# WORK TO COMPLETE
Type the entries again, word for word.

# MATERIAL PROVIDED
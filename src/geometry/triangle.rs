// SPDX-License-Identifier: MIT
//
// Copyright (c) 2025 Alexandre Severino
//
// Permission is hereby granted, free of charge, to any person obtaining a copy
// of this software and associated documentation files (the "Software"), to deal
// in the Software without restriction, including without limitation the rights
// to use, copy, modify, merge, publish, distribute, sublicense, and/or sell
// copies of the Software, and to permit persons to whom the Software is
// furnished to do so, subject to the following conditions:
//
// The above copyright notice and this permission notice shall be included in
// all copies or substantial portions of the Software.
//
// THE SOFTWARE IS PROVIDED "AS IS", WITHOUT WARRANTY OF ANY KIND, EXPRESS OR
// IMPLIED, INCLUDING BUT NOT LIMITED TO THE WARRANTIES OF MERCHANTABILITY,
// FITNESS FOR A PARTICULAR PURPOSE AND NONINFRINGEMENT. IN NO EVENT SHALL THE
// AUTHORS OR COPYRIGHT HOLDERS BE LIABLE FOR ANY CLAIM, DAMAGES OR OTHER
// LIABILITY, WHETHER IN AN ACTION OF CONTRACT, TORT OR OTHERWISE, ARISING FROM,
// OUT OF OR IN CONNECTION WITH THE SOFTWARE OR THE USE OR OTHER DEALINGS IN THE
// SOFTWARE.

use crate::{
    geometry::{point::Point3, vector::Vector3},
    kernel::Kernel,
    numeric::scalar::{RefArith, Scalar},
};

/// A triangle in space, vertices in face order.
#[derive(Debug, Clone, PartialEq)]
pub struct Triangle3<T: Scalar> {
    pub vertices: [Point3<T>; 3],
}

impl<T: Scalar> Triangle3<T> {
    pub fn new(a: Point3<T>, b: Point3<T>, c: Point3<T>) -> Self {
        Triangle3 {
            vertices: [a, b, c],
        }
    }

    pub fn vertex(&self, i: usize) -> &Point3<T> {
        &self.vertices[i % 3]
    }

    /// Edge opposite corner `c`, directed `(c + 1) -> (c + 2)`.
    pub fn opposite_edge(&self, c: usize) -> (&Point3<T>, &Point3<T>) {
        (self.vertex(c + 1), self.vertex(c + 2))
    }

    /// Zero area, decided by the kernel's exact predicates.
    pub fn is_degenerate<K: Kernel<FT = T>>(&self) -> bool {
        let [a, b, c] = &self.vertices;
        K::collinear3(a, b, c)
    }
}

impl<T: Scalar> Triangle3<T>
where
    for<'a> &'a T: RefArith<T>,
{
    /// Counter-clockwise (unnormalized) normal.
    pub fn normal(&self) -> Vector3<T> {
        let [a, b, c] = &self.vertices;
        a.vector_to(b).cross(&a.vector_to(c))
    }
}
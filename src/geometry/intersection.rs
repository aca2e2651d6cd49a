// SPDX-License-Identifier: MIT
//
// Copyright (c) 2025 Alexandre Severino
//
// Permission is hereby granted, free of charge, to any person obtaining a copy
// of this software and associated documentation files (the "Software"), to deal
// in the Software without restriction, including without limitation the rights
// to use, copy, modify, merge, publish, distribute, sublicense, and/or sell
// copies of the Software, and to permit persons to whom the Software is
// furnished to do so, subject to the following conditions:
//
// The above copyright notice and this permission notice shall be included in
// all copies or substantial portions of the Software.
//
// THE SOFTWARE IS PROVIDED "AS IS", WITHOUT WARRANTY OF ANY KIND, EXPRESS OR
// IMPLIED, INCLUDING BUT NOT LIMITED TO THE WARRANTIES OF MERCHANTABILITY,
// FITNESS FOR A PARTICULAR PURPOSE AND NONINFRINGEMENT. IN NO EVENT SHALL THE
// AUTHORS OR COPYRIGHT HOLDERS BE LIABLE FOR ANY CLAIM, DAMAGES OR OTHER
// LIABILITY, WHETHER IN AN ACTION OF CONTRACT, TORT OR OTHERWISE, ARISING FROM,
// OUT OF OR IN CONNECTION WITH THE SOFTWARE OR THE USE OR OTHER DEALINGS IN THE
// SOFTWARE.

use crate::{
    geometry::{point::Point3, segment::Segment3},
    numeric::scalar::Scalar,
};

/// Intersection of two bounded primitives in space.
#[derive(Debug, Clone, PartialEq)]
pub enum Intersection3<T: Scalar> {
    None,
    Point(Point3<T>),
    Segment(Segment3<T>),
    /// Convex planar polygon, three or more vertices in boundary order.
    Polygon(Vec<Point3<T>>),
}

impl<T: Scalar> Intersection3<T> {
    pub fn is_none(&self) -> bool {
        matches!(self, Intersection3::None)
    }

    /// Every point defining the object.
    pub fn points(&self) -> Vec<&Point3<T>> {
        match self {
            Intersection3::None => Vec::new(),
            Intersection3::Point(p) => vec![p],
            Intersection3::Segment(s) => vec![&s.a, &s.b],
            Intersection3::Polygon(ps) => ps.iter().collect(),
        }
    }

    /// Boundary edges of the object, as point pairs.
    pub fn edges(&self) -> Vec<(&Point3<T>, &Point3<T>)> {
        match self {
            Intersection3::None | Intersection3::Point(_) => Vec::new(),
            Intersection3::Segment(s) => vec![(&s.a, &s.b)],
            Intersection3::Polygon(ps) => (0..ps.len())
                .map(|i| (&ps[i], &ps[(i + 1) % ps.len()]))
                .collect(),
        }
    }

    /// Builds the object from deduplicated points: one point, a segment, or
    /// a polygon. Collinear point sets collapse to their extreme segment.
    pub(crate) fn from_points(points: Vec<Point3<T>>) -> Self
    where
        for<'a> &'a T: crate::numeric::scalar::RefArith<T>,
    {
        let mut pts: Vec<Point3<T>> = Vec::with_capacity(points.len());
        for p in points {
            if !pts.contains(&p) {
                pts.push(p);
            }
        }
        match pts.len() {
            0 => Intersection3::None,
            1 => Intersection3::Point(pts.swap_remove(0)),
            2 => Intersection3::Segment(Segment3::new(&pts[0], &pts[1])),
            _ => {
                let dir = pts[0].vector_to(&pts[1]);
                let collinear = pts[2..]
                    .iter()
                    .all(|p| dir.cross(&pts[0].vector_to(p)).is_zero());
                if !collinear {
                    return Intersection3::Polygon(pts);
                }
                let key = |p: &Point3<T>| dir.dot(&pts[0].vector_to(p));
                let mut lo = 0;
                let mut hi = 0;
                for i in 1..pts.len() {
                    if key(&pts[i]) < key(&pts[lo]) {
                        lo = i;
                    }
                    if key(&pts[i]) > key(&pts[hi]) {
                        hi = i;
                    }
                }
                Intersection3::Segment(Segment3::new(&pts[lo], &pts[hi]))
            }
        }
    }
}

# WRITTEN REPLY
filename src/geometry/triangle.rs
// SPDX-License-Identifier: MIT
//
// Copyright (c) 2025 Alexandre Severino
//
// Permission is hereby granted, free of charge, to any person obtaining a copy
// of this software and associated documentation files (the "Software"), to deal
// in the Software without restriction, including without limitation the rights
// to use, copy, modify, merge, publish, distribute, sublicense, and/or sell
// copies of the Software, and to permit persons to whom the Software is
// furnished to do so, subject to the following conditions:
//
// The above copyright notice and this permission notice shall be included in
// all copies or substantial portions of the Software.
//
// THE SOFTWARE IS PROVIDED "AS IS", WITHOUT WARRANTY OF ANY KIND, EXPRESS OR
// IMPLIED, INCLUDING BUT NOT LIMITED TO THE WARRANTIES OF MERCHANTABILITY,
// FITNESS FOR A PARTICULAR PURPOSE AND NONINFRINGEMENT. IN NO EVENT SHALL THE
// AUTHORS OR COPYRIGHT HOLDERS BE LIABLE FOR ANY CLAIM, DAMAGES OR OTHER
// LIABILITY, WHETHER IN AN ACTION OF CONTRACT, TORT OR OTHERWISE, ARISING FROM,
// OUT OF OR IN CONNECTION WITH THE SOFTWARE OR THE USE OR OTHER DEALINGS IN THE
// SOFTWARE.

use crate::{
    geometry::{point::Point3, vector::Vector3},
    kernel::Kernel,
    numeric::scalar::{RefArith, Scalar},
};

/// A triangle in space, vertices in face order.
#[derive(Debug, Clone, PartialEq)]
pub struct Triangle3<T: Scalar> {
    pub vertices: [Point3<T>; 3],
}

impl<T: Scalar> Triangle3<T> {
    pub fn new(a: Point3<T>, b: Point3<T>, c: Point3<T>) -> Self {
        Triangle3 {
            vertices: [a, b, c],
        }
    }

    pub fn vertex(&self, i: usize) -> &Point3<T> {
        &self.vertices[i % 3]
    }

    /// Edge opposite corner `c`, directed `(c + 1) -> (c + 2)`.
    pub fn opposite_edge(&self, c: usize) -> (&Point3<T>, &Point3<T>) {
        (self.vertex(c + 1), self.vertex(c + 2))
    }

    /// Zero area, decided by the kernel's exact predicates.
    pub fn is_degenerate<K: Kernel<FT = T>>(&self) -> bool {
        let [a, b, c] = &self.vertices;
        K::collinear3(a, b, c)
    }
}

impl<T: Scalar> Triangle3<T>
where
    for<'a> &'a T: RefArith<T>,
{
    /// Counter-clockwise (unnormalized) normal.
    pub fn normal(&self) -> Vector3<T> {
        let [a, b, c] = &self.vertices;
        a.vector_to(b).cross(&a.vector_to(c))
    }
}
filename src/geometry/intersection.rs
repository aca2e2651d6cd49a
// SPDX-License-Identifier: MIT
//
// Copyright (c) 2025 Alexandre Severino
//
// Permission is hereby granted, free of charge, to any person obtaining a copy
// of this software and associated documentation files (the "Software"), to deal
// in the Software without restriction, including without limitation the rights
// to use, copy, modify, merge, publish, distribute, sublicense, and/or sell
// copies of the Software, and to permit persons to whom the Software is
// furnished to do so, subject to the following conditions:
//
// The above copyright notice and this permission notice shall be included in
// all copies or substantial portions of the Software.
//
// THE SOFTWARE IS PROVIDED "AS IS", WITHOUT WARRANTY OF ANY KIND, EXPRESS OR
// IMPLIED, INCLUDING BUT NOT LIMITED TO THE WARRANTIES OF MERCHANTABILITY,
// FITNESS FOR A PARTICULAR PURPOSE AND NONINFRINGEMENT. IN NO EVENT SHALL THE
// AUTHORS OR COPYRIGHT HOLDERS BE LIABLE FOR ANY CLAIM, DAMAGES OR OTHER
// LIABILITY, WHETHER IN AN ACTION OF CONTRACT, TORT OR OTHERWISE, ARISING FROM,
// OUT OF OR IN CONNECTION WITH THE SOFTWARE OR THE USE OR OTHER DEALINGS IN THE
// SOFTWARE.

use crate::{
    geometry::{point::Point3, segment::Segment3},
    numeric::scalar::Scalar,
};

/// Intersection of two bounded primitives in space.
#[derive(Debug, Clone, PartialEq)]
pub enum Intersection3<T: Scalar> {
    None,
    Point(Point3<T>),
    Segment(Segment3<T>),
    /// Convex planar polygon, three or more vertices in boundary order.
    Polygon(Vec<Point3<T>>),
}

impl<T: Scalar> Intersection3<T> {
    pub fn is_none(&self) -> bool {
        matches!(self, Intersection3::None)
    }

    /// Every point defining the object.
    pub fn points(&self) -> Vec<&Point3<T>> {
        match self {
            Intersection3::None => Vec::new(),
            Intersection3::Point(p) => vec![p],
            Intersection3::Segment(s) => vec![&s.a, &s.b],
            Intersection3::Polygon(ps) => ps.iter().collect(),
        }
    }

    /// Boundary edges of the object, as point pairs.
    pub fn edges(&self) -> Vec<(&Point3<T>, &Point3<T>)> {
        match self {
            Intersection3::None | Intersection3::Point(_) => Vec::new(),
            Intersection3::Segment(s) => vec![(&s.a, &s.b)],
            Intersection3::Polygon(ps) => (0..ps.len())
                .map(|i| (&ps[i], &ps[(i + 1) % ps.len()]))
                .collect(),
        }
    }

    /// Builds the object from deduplicated points: one point, a segment, or
    /// a polygon. Collinear point sets collapse to their extreme segment.
    pub(crate) fn from_points(points: Vec<Point3<T>>) -> Self
    where
        for<'a> &'a T: crate::numeric::scalar::RefArith<T>,
    {
        let mut pts: Vec<Point3<T>> = Vec::with_capacity(points.len());
        for p in points {
            if !pts.contains(&p) {
                pts.push(p);
            }
        }
        match pts.len() {
            0 => Intersection3::None,
            1 => Intersection3::Point(pts.swap_remove(0)),
            2 => Intersection3::Segment(Segment3::new(&pts[0], &pts[1])),
            _ => {
                let dir = pts[0].vector_to(&pts[1]);
                let collinear = pts[2..]
                    .iter()
                    .all(|p| dir.cross(&pts[0].vector_to(p)).is_zero());
                if !collinear {
                    return Intersection3::Polygon(pts);
                }
                let key = |p: &Point3<T>| dir.dot(&pts[0].vector_to(p));
                let mut lo = 0;
                let mut hi = 0;
                for i in 1..pts.len() {
                    if key(&pts[i]) < key(&pts[lo]) {
                        lo = i;
                    }
                    if key(&pts[i]) > key(&pts[hi]) {
                        hi = i;
                    }
                }
                Intersection3::Segment(Segment3::new(&pts[lo], &pts[hi]))
            }
        }
    }
}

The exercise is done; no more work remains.